• [Saved entries]
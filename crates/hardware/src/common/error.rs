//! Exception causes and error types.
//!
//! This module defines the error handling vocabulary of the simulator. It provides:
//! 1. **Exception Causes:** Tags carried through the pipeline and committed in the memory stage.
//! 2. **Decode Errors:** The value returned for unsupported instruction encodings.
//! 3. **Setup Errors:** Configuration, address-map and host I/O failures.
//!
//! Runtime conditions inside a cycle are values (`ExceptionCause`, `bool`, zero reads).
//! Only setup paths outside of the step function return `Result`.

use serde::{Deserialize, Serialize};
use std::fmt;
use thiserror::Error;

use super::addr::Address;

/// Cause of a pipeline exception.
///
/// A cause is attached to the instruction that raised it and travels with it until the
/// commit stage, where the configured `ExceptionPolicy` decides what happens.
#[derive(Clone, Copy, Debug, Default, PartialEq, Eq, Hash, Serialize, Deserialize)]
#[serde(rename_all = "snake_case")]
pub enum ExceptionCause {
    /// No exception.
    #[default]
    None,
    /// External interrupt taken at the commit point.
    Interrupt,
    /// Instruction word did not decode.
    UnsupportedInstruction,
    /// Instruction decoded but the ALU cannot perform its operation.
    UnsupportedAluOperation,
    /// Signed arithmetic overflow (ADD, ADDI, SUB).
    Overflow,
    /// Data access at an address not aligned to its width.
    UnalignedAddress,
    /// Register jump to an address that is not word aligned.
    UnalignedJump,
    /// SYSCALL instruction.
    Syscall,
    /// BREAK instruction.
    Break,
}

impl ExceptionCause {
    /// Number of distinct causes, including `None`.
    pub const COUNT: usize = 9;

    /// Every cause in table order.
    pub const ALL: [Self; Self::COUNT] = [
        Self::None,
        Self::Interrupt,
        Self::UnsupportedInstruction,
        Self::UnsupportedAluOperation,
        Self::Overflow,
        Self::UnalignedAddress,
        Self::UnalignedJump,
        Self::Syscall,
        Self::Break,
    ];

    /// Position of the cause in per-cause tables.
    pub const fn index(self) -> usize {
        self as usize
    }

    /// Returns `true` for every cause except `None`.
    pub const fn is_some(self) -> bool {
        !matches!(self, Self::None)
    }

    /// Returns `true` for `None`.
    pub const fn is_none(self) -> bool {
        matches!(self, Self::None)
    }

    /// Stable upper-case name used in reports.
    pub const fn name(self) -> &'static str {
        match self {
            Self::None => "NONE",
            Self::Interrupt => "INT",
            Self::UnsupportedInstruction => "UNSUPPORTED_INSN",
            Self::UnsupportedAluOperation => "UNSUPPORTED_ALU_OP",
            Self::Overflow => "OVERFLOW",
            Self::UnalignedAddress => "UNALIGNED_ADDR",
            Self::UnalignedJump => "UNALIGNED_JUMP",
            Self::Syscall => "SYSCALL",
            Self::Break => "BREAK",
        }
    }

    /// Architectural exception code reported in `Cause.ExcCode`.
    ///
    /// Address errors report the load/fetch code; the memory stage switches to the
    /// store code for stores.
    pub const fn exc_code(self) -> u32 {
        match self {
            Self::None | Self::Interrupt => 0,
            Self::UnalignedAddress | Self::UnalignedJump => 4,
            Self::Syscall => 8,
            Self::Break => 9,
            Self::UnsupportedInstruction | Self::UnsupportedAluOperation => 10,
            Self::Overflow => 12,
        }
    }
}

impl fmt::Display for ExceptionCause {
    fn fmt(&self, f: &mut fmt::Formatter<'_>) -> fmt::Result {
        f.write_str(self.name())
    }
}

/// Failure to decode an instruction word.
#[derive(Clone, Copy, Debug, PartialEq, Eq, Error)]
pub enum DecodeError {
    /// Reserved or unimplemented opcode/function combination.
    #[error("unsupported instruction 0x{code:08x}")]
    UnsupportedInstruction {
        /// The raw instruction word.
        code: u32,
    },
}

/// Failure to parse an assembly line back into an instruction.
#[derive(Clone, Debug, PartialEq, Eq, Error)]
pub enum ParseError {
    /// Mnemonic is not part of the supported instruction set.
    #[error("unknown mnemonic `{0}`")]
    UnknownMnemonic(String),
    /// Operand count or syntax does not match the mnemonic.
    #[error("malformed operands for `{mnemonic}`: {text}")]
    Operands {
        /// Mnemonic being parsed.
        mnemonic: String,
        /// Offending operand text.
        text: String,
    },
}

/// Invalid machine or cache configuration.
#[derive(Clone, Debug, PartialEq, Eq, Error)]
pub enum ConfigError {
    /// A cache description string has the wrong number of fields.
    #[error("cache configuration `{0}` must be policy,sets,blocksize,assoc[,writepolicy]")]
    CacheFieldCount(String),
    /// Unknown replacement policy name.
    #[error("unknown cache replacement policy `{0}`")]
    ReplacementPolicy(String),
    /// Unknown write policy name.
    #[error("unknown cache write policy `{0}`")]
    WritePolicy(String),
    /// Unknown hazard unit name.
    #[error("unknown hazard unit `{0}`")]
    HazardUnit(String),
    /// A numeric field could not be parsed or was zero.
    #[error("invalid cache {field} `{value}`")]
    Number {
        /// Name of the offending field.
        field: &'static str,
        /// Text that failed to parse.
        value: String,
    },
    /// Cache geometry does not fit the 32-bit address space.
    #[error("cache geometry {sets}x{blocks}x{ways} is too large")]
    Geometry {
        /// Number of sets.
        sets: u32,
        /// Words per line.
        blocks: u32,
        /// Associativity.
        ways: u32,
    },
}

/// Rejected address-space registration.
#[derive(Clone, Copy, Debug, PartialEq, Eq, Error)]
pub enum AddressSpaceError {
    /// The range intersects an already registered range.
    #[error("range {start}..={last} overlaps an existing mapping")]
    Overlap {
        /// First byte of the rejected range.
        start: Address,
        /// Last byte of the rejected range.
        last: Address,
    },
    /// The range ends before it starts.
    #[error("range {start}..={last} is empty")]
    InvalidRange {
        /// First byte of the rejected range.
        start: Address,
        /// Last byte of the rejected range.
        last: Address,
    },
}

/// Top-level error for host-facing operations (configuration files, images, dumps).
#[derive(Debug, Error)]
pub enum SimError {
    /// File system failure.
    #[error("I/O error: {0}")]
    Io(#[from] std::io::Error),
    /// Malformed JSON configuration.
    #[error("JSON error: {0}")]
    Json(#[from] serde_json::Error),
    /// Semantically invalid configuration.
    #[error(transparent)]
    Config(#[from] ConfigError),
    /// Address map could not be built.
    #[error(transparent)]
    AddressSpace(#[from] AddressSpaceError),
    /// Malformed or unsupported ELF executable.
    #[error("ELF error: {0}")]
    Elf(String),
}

* * *

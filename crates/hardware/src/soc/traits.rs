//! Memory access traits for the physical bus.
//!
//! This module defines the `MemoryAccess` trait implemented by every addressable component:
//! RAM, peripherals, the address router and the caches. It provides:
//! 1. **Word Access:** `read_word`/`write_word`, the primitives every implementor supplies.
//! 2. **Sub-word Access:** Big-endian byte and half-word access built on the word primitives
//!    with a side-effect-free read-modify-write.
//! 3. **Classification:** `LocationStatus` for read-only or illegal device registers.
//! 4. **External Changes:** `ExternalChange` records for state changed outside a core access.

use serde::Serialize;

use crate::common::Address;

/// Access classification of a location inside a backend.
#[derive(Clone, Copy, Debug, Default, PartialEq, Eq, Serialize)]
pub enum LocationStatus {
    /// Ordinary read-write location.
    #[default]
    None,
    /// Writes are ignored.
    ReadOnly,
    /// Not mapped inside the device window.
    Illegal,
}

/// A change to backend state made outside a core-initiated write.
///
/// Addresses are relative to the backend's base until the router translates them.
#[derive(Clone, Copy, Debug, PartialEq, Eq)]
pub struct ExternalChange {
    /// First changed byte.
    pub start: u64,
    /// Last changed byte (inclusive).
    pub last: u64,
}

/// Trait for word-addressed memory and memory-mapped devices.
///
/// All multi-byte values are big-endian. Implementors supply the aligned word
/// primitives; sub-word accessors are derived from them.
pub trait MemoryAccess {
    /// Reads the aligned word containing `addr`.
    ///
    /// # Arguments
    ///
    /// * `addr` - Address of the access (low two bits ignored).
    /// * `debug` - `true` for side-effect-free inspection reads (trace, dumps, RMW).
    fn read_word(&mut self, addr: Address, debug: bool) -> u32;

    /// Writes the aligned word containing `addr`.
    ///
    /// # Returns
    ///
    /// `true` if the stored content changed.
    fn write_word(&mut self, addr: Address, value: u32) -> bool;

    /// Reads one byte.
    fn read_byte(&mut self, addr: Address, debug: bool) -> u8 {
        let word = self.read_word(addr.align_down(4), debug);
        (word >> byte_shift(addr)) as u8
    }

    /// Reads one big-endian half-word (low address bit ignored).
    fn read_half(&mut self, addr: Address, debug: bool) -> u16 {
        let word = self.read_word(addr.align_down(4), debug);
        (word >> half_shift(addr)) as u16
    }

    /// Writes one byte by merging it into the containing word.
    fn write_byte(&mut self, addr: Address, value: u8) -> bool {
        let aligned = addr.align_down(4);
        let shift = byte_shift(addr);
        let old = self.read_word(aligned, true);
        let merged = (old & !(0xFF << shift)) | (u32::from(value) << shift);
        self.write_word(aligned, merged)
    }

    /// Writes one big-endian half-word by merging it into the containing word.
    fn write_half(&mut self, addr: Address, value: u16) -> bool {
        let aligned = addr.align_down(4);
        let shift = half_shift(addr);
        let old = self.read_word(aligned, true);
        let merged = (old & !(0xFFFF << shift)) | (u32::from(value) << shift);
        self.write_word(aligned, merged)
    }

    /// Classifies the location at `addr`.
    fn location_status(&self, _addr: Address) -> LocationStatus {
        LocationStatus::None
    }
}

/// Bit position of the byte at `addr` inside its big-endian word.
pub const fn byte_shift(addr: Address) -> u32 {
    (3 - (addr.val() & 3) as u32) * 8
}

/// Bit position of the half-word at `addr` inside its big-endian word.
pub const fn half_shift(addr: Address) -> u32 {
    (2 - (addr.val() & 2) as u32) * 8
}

* * *

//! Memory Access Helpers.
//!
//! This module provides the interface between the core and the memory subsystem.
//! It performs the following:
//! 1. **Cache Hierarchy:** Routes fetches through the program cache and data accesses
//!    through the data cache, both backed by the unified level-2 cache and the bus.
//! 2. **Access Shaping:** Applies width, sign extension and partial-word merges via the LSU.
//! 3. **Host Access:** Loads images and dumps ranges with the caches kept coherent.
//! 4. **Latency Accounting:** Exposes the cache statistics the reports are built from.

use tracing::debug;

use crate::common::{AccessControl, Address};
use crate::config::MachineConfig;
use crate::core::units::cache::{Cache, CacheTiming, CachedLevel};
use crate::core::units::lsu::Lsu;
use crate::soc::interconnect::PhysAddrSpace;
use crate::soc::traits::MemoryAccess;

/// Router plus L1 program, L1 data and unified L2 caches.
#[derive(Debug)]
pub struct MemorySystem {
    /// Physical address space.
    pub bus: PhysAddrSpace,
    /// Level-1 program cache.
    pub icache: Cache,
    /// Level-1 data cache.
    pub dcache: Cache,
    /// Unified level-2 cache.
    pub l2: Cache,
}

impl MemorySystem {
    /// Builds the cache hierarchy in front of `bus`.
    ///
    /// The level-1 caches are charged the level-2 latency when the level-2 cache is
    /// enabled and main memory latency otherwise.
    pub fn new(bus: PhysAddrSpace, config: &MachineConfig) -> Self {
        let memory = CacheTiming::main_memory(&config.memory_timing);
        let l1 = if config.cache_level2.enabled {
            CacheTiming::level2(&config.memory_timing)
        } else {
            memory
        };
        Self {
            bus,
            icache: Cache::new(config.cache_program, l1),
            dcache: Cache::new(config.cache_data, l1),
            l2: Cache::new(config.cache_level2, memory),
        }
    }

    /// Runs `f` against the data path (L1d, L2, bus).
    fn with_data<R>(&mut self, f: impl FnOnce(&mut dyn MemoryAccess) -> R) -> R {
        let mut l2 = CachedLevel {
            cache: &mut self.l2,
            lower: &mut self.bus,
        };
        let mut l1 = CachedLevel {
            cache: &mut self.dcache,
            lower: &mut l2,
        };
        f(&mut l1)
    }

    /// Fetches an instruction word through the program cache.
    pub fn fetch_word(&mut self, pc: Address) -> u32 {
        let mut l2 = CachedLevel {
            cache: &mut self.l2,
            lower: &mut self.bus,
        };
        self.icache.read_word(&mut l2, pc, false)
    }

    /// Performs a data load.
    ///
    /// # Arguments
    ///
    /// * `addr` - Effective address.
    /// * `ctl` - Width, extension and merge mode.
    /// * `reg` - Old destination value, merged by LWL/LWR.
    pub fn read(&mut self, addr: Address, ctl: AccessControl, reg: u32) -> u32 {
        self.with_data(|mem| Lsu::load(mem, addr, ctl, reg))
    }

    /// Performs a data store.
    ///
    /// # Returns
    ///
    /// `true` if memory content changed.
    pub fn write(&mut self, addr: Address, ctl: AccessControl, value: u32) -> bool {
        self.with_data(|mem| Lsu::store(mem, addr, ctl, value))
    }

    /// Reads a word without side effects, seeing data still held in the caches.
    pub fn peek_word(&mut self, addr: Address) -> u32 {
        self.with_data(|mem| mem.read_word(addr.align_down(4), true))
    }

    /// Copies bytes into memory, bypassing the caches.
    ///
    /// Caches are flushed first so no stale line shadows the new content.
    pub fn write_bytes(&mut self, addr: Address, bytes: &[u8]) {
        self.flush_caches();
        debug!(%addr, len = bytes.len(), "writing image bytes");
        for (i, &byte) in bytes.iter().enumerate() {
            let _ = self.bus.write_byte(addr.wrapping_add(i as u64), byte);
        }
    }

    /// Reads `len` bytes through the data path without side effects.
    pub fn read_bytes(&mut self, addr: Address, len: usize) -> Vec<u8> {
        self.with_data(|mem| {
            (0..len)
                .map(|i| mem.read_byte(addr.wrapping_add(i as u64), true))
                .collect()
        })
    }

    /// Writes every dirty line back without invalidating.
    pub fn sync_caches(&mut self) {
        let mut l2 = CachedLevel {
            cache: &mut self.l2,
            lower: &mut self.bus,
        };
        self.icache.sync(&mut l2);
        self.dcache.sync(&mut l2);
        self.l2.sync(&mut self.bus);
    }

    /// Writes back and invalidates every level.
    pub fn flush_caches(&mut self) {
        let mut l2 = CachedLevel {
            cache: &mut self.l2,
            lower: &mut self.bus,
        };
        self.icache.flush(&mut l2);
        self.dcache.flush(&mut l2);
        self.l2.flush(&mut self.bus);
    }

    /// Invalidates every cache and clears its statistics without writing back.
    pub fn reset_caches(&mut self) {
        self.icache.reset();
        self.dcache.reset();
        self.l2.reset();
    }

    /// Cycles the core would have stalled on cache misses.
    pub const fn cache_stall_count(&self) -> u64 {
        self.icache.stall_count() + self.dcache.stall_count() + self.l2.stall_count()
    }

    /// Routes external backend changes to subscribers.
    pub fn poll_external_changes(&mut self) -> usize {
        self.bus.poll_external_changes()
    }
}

• [What you have to do] Your task for the entries above: copy exactly the span starting with the line with "the memory subsystem." and going on through the line with "via the LSU.", both lines included, and nothing else.

• [Finished task]
//! This module provides the interface between the core and the memory subsystem.
//! It performs the following:
//! 1. **Cache Hierarchy:** Routes fetches through the program cache and data accesses
//!    through the data cache, both backed by the unified level-2 cache and the bus.
//! 2. **Access Shaping:** Applies width, sign extension and partial-word merges via the LSU.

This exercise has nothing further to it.